(Stored data entries)
################

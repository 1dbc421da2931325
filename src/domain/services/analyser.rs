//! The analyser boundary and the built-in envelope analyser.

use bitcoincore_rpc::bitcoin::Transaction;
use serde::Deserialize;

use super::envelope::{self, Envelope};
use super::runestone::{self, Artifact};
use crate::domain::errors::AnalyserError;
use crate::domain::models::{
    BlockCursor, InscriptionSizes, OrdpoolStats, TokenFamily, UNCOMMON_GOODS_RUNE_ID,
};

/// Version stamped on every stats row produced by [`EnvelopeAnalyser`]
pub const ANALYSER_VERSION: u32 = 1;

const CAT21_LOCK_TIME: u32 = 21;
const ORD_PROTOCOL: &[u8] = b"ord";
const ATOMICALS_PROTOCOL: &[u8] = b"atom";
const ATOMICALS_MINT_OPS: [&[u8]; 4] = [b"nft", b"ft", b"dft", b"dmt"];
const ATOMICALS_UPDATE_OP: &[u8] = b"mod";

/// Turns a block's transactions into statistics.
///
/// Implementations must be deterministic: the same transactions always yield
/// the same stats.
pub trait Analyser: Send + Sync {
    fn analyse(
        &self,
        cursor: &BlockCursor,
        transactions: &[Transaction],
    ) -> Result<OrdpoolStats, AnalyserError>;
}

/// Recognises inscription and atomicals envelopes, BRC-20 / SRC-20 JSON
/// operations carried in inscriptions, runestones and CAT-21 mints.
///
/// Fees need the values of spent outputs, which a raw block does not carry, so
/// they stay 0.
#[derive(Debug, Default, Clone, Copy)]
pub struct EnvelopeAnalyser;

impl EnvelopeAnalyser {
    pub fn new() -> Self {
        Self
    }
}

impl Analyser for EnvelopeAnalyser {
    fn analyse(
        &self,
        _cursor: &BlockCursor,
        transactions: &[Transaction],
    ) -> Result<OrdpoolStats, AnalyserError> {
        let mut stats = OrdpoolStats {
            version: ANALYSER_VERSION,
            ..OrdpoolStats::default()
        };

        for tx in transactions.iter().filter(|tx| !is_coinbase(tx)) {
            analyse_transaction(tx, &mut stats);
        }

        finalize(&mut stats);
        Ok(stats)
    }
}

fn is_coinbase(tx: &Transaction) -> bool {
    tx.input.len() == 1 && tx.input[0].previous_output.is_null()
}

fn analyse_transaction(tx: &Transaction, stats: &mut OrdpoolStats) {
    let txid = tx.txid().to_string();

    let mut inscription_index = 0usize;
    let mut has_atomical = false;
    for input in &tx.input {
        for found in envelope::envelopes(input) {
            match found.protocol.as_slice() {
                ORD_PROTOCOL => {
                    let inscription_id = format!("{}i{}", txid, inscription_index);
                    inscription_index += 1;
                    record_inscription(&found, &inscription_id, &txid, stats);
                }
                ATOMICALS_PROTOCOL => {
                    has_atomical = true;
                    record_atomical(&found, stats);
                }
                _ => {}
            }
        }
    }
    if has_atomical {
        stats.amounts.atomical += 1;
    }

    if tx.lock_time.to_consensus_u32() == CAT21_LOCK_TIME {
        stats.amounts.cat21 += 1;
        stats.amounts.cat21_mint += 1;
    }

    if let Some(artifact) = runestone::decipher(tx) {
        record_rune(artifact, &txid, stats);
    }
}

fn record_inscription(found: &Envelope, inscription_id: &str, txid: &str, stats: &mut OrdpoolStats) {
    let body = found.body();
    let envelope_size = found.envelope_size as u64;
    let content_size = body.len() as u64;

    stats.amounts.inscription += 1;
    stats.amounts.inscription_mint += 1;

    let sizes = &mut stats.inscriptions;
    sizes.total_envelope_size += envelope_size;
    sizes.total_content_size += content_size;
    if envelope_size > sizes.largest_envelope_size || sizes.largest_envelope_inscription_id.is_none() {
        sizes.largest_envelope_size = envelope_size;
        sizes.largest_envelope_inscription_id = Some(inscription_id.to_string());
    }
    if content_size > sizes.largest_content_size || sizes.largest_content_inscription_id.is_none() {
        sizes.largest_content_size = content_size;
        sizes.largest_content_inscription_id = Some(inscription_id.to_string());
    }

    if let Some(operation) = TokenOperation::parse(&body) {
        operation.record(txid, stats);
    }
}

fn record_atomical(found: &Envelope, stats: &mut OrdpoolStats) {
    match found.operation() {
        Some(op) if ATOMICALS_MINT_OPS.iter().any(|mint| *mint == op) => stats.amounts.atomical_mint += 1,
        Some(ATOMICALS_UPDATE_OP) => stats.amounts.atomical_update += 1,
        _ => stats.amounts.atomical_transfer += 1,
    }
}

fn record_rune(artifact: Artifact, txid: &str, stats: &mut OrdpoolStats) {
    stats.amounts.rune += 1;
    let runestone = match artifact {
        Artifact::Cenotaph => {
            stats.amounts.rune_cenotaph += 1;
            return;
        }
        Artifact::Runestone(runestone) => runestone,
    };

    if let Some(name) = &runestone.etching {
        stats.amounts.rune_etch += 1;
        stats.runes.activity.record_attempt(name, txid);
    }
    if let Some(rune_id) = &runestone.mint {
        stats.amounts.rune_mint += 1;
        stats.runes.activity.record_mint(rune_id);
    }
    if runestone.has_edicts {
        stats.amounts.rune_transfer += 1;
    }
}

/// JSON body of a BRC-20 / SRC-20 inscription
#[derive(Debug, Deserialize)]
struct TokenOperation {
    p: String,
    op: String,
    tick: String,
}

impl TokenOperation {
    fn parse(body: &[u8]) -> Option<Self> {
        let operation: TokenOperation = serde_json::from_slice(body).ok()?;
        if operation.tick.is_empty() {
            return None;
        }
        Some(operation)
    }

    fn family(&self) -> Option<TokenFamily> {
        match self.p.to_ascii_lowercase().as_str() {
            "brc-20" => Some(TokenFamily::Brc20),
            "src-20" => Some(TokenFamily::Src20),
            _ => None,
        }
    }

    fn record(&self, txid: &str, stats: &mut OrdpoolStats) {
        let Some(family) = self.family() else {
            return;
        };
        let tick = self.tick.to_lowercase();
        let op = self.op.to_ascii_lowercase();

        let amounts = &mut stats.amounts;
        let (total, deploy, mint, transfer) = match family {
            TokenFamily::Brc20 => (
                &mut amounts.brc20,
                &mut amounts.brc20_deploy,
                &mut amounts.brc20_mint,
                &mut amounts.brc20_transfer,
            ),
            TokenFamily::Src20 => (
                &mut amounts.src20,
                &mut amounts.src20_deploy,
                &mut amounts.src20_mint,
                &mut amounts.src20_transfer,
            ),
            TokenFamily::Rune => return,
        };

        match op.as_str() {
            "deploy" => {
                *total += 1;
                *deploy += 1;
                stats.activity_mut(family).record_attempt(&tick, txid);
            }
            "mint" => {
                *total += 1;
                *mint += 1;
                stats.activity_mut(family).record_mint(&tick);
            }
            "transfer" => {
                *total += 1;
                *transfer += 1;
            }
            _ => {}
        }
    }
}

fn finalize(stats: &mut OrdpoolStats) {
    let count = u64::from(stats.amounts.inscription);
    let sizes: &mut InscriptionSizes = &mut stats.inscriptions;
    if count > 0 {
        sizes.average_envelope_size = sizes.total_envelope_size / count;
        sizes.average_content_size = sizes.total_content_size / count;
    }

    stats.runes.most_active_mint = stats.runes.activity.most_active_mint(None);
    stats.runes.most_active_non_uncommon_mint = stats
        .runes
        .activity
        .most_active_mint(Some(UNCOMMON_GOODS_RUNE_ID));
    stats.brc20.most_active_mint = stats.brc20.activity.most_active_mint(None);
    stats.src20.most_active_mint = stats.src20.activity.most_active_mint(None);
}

################

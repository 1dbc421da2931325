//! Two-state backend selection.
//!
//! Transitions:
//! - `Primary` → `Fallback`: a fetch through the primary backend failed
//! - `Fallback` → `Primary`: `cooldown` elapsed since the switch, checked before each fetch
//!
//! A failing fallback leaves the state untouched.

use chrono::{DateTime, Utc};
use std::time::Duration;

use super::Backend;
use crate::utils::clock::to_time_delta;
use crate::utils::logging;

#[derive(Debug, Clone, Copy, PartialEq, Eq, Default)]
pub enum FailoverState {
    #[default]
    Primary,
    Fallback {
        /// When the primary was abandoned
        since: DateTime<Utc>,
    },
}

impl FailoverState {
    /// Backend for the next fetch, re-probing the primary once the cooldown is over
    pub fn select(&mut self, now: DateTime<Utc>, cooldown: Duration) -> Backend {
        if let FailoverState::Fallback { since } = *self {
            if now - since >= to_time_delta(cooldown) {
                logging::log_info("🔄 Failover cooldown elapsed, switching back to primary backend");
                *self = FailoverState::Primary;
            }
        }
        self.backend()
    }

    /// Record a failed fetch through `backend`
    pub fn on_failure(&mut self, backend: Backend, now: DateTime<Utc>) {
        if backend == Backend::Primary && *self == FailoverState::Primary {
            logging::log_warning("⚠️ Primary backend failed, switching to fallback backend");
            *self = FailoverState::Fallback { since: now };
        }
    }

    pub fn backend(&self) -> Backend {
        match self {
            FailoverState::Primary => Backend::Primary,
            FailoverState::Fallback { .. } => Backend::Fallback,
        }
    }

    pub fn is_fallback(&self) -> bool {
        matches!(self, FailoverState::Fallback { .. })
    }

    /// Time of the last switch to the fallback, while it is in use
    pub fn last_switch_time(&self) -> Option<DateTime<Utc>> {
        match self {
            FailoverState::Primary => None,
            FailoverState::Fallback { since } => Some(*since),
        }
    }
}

################

Work instruction: Look through the entries above and quote exactly the lines from the line with "not carry, so" to the line with "inscription_index += 1;", counting both of those lines.

Exercise answer:
/// Fees need the values of spent outputs, which a raw block does not carry, so
/// they stay 0.
#[derive(Debug, Default, Clone, Copy)]
pub struct EnvelopeAnalyser;

impl EnvelopeAnalyser {
    pub fn new() -> Self {
        Self
    }
}

impl Analyser for EnvelopeAnalyser {
    fn analyse(
        &self,
        _cursor: &BlockCursor,
        transactions: &[Transaction],
    ) -> Result<OrdpoolStats, AnalyserError> {
        let mut stats = OrdpoolStats {
            version: ANALYSER_VERSION,
            ..OrdpoolStats::default()
        };

        for tx in transactions.iter().filter(|tx| !is_coinbase(tx)) {
            analyse_transaction(tx, &mut stats);
        }

        finalize(&mut stats);
        Ok(stats)
    }
}

fn is_coinbase(tx: &Transaction) -> bool {
    tx.input.len() == 1 && tx.input[0].previous_output.is_null()
}

fn analyse_transaction(tx: &Transaction, stats: &mut OrdpoolStats) {
    let txid = tx.txid().to_string();

    let mut inscription_index = 0usize;
    let mut has_atomical = false;
    for input in &tx.input {
        for found in envelope::envelopes(input) {
            match found.protocol.as_slice() {
                ORD_PROTOCOL => {
                    let inscription_id = format!("{}i{}", txid, inscription_index);
                    inscription_index += 1;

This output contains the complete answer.